If you start raising wages and improving working conditions, and continue doing so, you’ll solve your shortage and will have people lining up around the block to work for you even if you need to have huge piles of steaming manure hand-scooped on a blazing summer afternoon.

Re: Shortage caused by employees retiring out of the workforce: With the majority of retirement accounts down about 50% or more, most people entering retirement age are working well into their sunset years. So, you won’t be getting a worker shortage anytime soon due to retirees exiting the workforce.

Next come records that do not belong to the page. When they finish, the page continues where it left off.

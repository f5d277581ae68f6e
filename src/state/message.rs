// ============================================================================
// TRANSIENT MESSAGE SLOT - one visible message, token-tracked expiry
// ============================================================================

use std::rc::Rc;

use yew::Reducible;

#[derive(Debug, Clone, Copy, PartialEq, Eq)]
pub enum MessageSeverity {
    Error,
    Info,
    Success,
}

/// A message destined for the shared toast slot. `text` is a localization
/// key forwarded unmodified from the gateway; `detail` is an optional
/// non-localized suffix (e.g. the student code a success toast names).
#[derive(Debug, Clone, PartialEq)]
pub struct Message {
    pub severity: MessageSeverity,
    pub text: String,
    pub detail: Option<String>,
}

impl Message {
    pub fn error(text: impl Into<String>) -> Self {
        Self {
            severity: MessageSeverity::Error,
            text: text.into(),
            detail: None,
        }
    }

    pub fn info(text: impl Into<String>) -> Self {
        Self {
            severity: MessageSeverity::Info,
            text: text.into(),
            detail: None,
        }
    }

    pub fn success(text: impl Into<String>) -> Self {
        Self {
            severity: MessageSeverity::Success,
            text: text.into(),
            detail: None,
        }
    }

    pub fn with_detail(mut self, detail: impl Into<String>) -> Self {
        self.detail = Some(detail.into());
        self
    }
}

/// The single toast slot. A newly shown message replaces the previous one
/// together with its deadline; the token identifies which message an
/// expiry timer belongs to, so a stale timer can never erase a newer
/// message.
#[derive(Debug, Clone, PartialEq, Default)]
pub struct MessageSlot {
    current: Option<Message>,
    token: u64,
}

pub enum MessageAction {
    Show { message: Message, token: u64 },
    Expire(u64),
    Clear,
}

impl Reducible for MessageSlot {
    type Action = MessageAction;

    fn reduce(self: Rc<Self>, action: Self::Action) -> Rc<Self> {
        match action {
            MessageAction::Show { message, token } => Rc::new(Self {
                current: Some(message),
                token,
            }),
            MessageAction::Expire(token) => {
                // Only the timer of the currently shown message may clear it.
                if token == self.token && self.current.is_some() {
                    Rc::new(Self {
                        current: None,
                        token: self.token,
                    })
                } else {
                    self
                }
            }
            MessageAction::Clear => Rc::new(Self {
                current: None,
                token: self.token,
            }),
        }
    }
}

impl MessageSlot {
    pub fn current(&self) -> Option<&Message> {
        self.current.as_ref()
    }
}

#[cfg(test)]
mod tests {
    use super::*;

    fn reduce(slot: MessageSlot, action: MessageAction) -> MessageSlot {
        (*Rc::new(slot).reduce(action)).clone()
    }

    #[test]
    fn expire_with_matching_token_clears_the_message() {
        let slot = reduce(
            MessageSlot::default(),
            MessageAction::Show {
                message: Message::error("wrong-otp"),
                token: 1,
            },
        );
        assert_eq!(slot.current().map(|m| m.text.as_str()), Some("wrong-otp"));

        let slot = reduce(slot, MessageAction::Expire(1));
        assert!(slot.current().is_none());
    }

    #[test]
    fn stale_expiry_cannot_erase_a_newer_message() {
        let slot = reduce(
            MessageSlot::default(),
            MessageAction::Show {
                message: Message::error("wrong-otp"),
                token: 1,
            },
        );
        let slot = reduce(
            slot,
            MessageAction::Show {
                message: Message::success("password-change-success"),
                token: 2,
            },
        );

        // The superseded message's timer fires; the newer one must survive.
        let slot = reduce(slot, MessageAction::Expire(1));
        assert_eq!(
            slot.current().map(|m| m.text.as_str()),
            Some("password-change-success")
        );

        let slot = reduce(slot, MessageAction::Expire(2));
        assert!(slot.current().is_none());
    }

    #[test]
    fn clear_cancels_early_without_blocking_future_shows() {
        let slot = reduce(
            MessageSlot::default(),
            MessageAction::Show {
                message: Message::info("no-active-attendance"),
                token: 1,
            },
        );
        let slot = reduce(slot, MessageAction::Clear);
        assert!(slot.current().is_none());

        let slot = reduce(
            slot,
            MessageAction::Show {
                message: Message::error("wrong-workplace-id"),
                token: 2,
            },
        );
        assert!(slot.current().is_some());
        // the old timer firing after the manual clear is still a no-op
        let slot = reduce(slot, MessageAction::Expire(1));
        assert!(slot.current().is_some());
    }

    #[test]
    fn detail_rides_along_with_the_message() {
        let message = Message::success("attendance-check-add-success").with_detail("123456ABCD");
        let slot = reduce(
            MessageSlot::default(),
            MessageAction::Show { message, token: 1 },
        );
        assert_eq!(
            slot.current().and_then(|m| m.detail.as_deref()),
            Some("123456ABCD")
        );
    }
}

Okay, fine. Some specialized jobs require training and/or certification, again, the solution is higher wages and improved benefits. People will self-fund their re-education so that they can enter the industry in a work-ready state. The attractive wages, working conditions and career prospects of technology during the 1980’s and 1990’s was a prime example of people’s willingness to self-fund their own career re-education.

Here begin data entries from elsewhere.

use gloo_net::http::Request;

use crate::models::{AttendanceCheck, CourseAttendance};
use crate::services::reason_key;
use crate::utils::BACKEND_URL;

/// Currently open attendance for the user's courses.
/// `Err` carries a reason key; "no open session" is an expected outcome
/// and arrives here as an error key, not as a panic-worthy condition.
pub async fn get_current_attendance(uni_id: &str) -> Result<CourseAttendance, String> {
    let url = format!("{}/attendances/current/{}", BACKEND_URL, uni_id);
    fetch_attendance(&url).await
}

/// Most recent attendance of the user, open or not.
pub async fn get_most_recent_attendance(uni_id: &str) -> Result<CourseAttendance, String> {
    let url = format!("{}/attendances/recent/{}", BACKEND_URL, uni_id);
    fetch_attendance(&url).await
}

async fn fetch_attendance(url: &str) -> Result<CourseAttendance, String> {
    let response = Request::get(url)
        .send()
        .await
        .map_err(|e| {
            log::error!("❌ Attendance fetch error: {}", e);
            "connection-error".to_string()
        })?;

    if !response.ok() {
        return Err(reason_key(response).await);
    }

    response
        .json::<CourseAttendance>()
        .await
        .map_err(|e| {
            log::error!("❌ Attendance parse error: {}", e);
            "connection-error".to_string()
        })
}

/// Number of students already checked in under an attendance.
pub async fn get_student_count_by_attendance_id(attendance_id: i64) -> Result<u32, String> {
    let url = format!("{}/attendances/{}/student-count", BACKEND_URL, attendance_id);
    let response = Request::get(&url)
        .send()
        .await
        .map_err(|e| {
            log::error!("❌ Student count fetch error: {}", e);
            "connection-error".to_string()
        })?;

    if !response.ok() {
        return Err(reason_key(response).await);
    }

    response
        .json::<u32>()
        .await
        .map_err(|_| "connection-error".to_string())
}

/// Submit one student check-in against an open attendance.
pub async fn add_attendance_check(check: &AttendanceCheck) -> Result<(), String> {
    let url = format!("{}/attendance-checks", BACKEND_URL);
    let response = Request::post(&url)
        .json(check)
        .map_err(|_| "connection-error".to_string())?
        .send()
        .await
        .map_err(|e| {
            log::error!("❌ Attendance check submit error: {}", e);
            "connection-error".to_string()
        })?;

    if !response.ok() {
        return Err(reason_key(response).await);
    }
    log::info!("✅ Attendance check added for {}", check.student_code);
    Ok(())
}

There is never enough of any good or service to satisfy all wants or desires. A buyer, or employer, must give up something to get something. They must pay the market price and forego whatever else he could have for the same price. The forces of supply and demand determine these prices — and the price of a skilled workman is no exception. The buyer can take it or leave it. However, those who choose to leave it (because of lack of funds or personal preference) must not cry shortage. The good is available at the market price. All goods and services are scarce, but scarcity and shortages are by no means synonymous. Scarcity is a regrettable and unavoidable fact.

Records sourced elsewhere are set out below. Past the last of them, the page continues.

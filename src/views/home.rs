use web_sys::HtmlInputElement;
use yew::prelude::*;

use crate::app::Route;
use crate::hooks::use_attendance_monitor;
use crate::state::MessageSeverity;
use crate::utils::i18n::t;

#[derive(Properties, PartialEq)]
pub struct HomeViewProps {
    pub lang: String,
    pub navigate: Callback<Route>,
}

/// Home screen: the ongoing attendance with its live student count,
/// plus the staff check-in form.
#[function_component(HomeView)]
pub fn home_view(props: &HomeViewProps) -> Html {
    let lang = props.lang.clone();

    let on_missing_identity = {
        let navigate = props.navigate.clone();
        Callback::from(move |_| navigate.emit(Route::Entry { notice: None }))
    };
    let monitor = use_attendance_monitor(on_missing_identity);
    let state = &*monitor.state;

    let banner = if let Some(message) = monitor.message.current() {
        let class = match message.severity {
            MessageSeverity::Error => "message message-error",
            MessageSeverity::Info => "message message-info",
            MessageSeverity::Success => "message message-success",
        };
        let detail = message.detail.clone().unwrap_or_default();
        html! { <p class={class}>{ t(&message.text, &lang) }{ detail }</p> }
    } else if let Some(key) = &state.status_key {
        html! { <p class="message message-info">{ t(key, &lang) }</p> }
    } else {
        html! {}
    };

    let oninput = |setter: &Callback<String>| {
        let setter = setter.clone();
        Callback::from(move |e: InputEvent| {
            let input: HtmlInputElement = e.target_unchecked_into();
            setter.emit(input.value());
        })
    };

    let on_add_student = {
        let submit = monitor.submit_check_in.clone();
        Callback::from(move |_: MouseEvent| submit.emit(()))
    };
    let on_refresh = {
        let refresh = monitor.refresh.clone();
        Callback::from(move |_: MouseEvent| refresh.emit(()))
    };

    let session_details = state.current.as_ref().map(|session| {
        let details_route = Route::AttendanceDetails {
            attendance_id: session.attendance_id.clone(),
        };
        let navigate = props.navigate.clone();
        html! {
            <div class="data-fields">
                <p>{ t("course-name", &lang) }{ ": " }{ &session.course_name }</p>
                <p>{ t("course-code", &lang) }{ ": " }{ &session.course_code }</p>
                <p>{ t("no-of-students", &lang) }{ ": " }{ &state.student_count }</p>
                <a class="link" onclick={Callback::from(move |_: MouseEvent| navigate.emit(details_route.clone()))}>
                    { t("view-attendance-details", &lang) }
                </a>
            </div>
        }
    });

    let check_in_form = state.current.as_ref().map(|_| {
        html! {
            <div class="check-in-form">
                <input
                    type="text"
                    class="text-box"
                    placeholder={format!("{} (123456ABCD)", t("student-code", &lang))}
                    value={state.student_code.clone()}
                    oninput={oninput(&monitor.set_student_code)}
                />
                <input
                    type="text"
                    class="text-box"
                    placeholder={t("first-name", &lang)}
                    value={state.first_name.clone()}
                    oninput={oninput(&monitor.set_first_name)}
                />
                <input
                    type="text"
                    class="text-box"
                    placeholder={t("last-name", &lang)}
                    value={state.last_name.clone()}
                    oninput={oninput(&monitor.set_last_name)}
                />
                <input
                    type="text"
                    class="text-box"
                    placeholder={format!("{} (xxxxxx)", t("workplace-id", &lang))}
                    value={state.workplace_id.clone()}
                    oninput={oninput(&monitor.set_workplace_id)}
                />
                <button
                    class="btn-primary"
                    onclick={on_add_student}
                    disabled={!state.can_submit()}
                >
                    { t("add-student", &lang) }
                </button>
            </div>
        }
    });

    let on_view_recent = {
        let navigate = props.navigate.clone();
        let recent = state.recent_attendance_id.clone();
        Callback::from(move |_: MouseEvent| match &recent {
            Some(id) => navigate.emit(Route::AttendanceDetails {
                attendance_id: id.clone(),
            }),
            None => navigate.emit(Route::Attendances),
        })
    };
    let on_settings = {
        let navigate = props.navigate.clone();
        Callback::from(move |_: MouseEvent| navigate.emit(Route::Settings))
    };

    html! {
        <div class="screen home-screen">
            <div class="card">
                <div class="card-header">
                    <h2>{ t("ongoing-attendance", &lang) }</h2>
                    <a class="link" onclick={on_refresh} title={t("refresh", &lang)}>{ "⟳" }</a>
                </div>
                { session_details }
                { banner }
                { check_in_form }
            </div>
            <nav class="quick-nav">
                <a class="link" onclick={on_view_recent}>{ t("view-recent-attendance", &lang) }</a>
                <a class="link" onclick={on_settings}>{ t("settings", &lang) }</a>
            </nav>
        </div>
    }
}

Shortages are purely a function of price. The only way in which a shortage has existed, or ever will exist, is in cases where the “going price” has been held below the market-clearing price.

28

Mitchell Rowe 11.26.09 at 4:36 pm

26.
Point taken, but I don’t see an alternative. I am curious if you do?

29

ajay 11.26.09 at 4:36 pm

“But there’s not so much protection from injustices arising from the nature of the asylum system itself, which in most other cases would be somewhat counteracted (at least in principle) by the notion that the politicians responsible could be turfed out of office by the victims of those injustices.”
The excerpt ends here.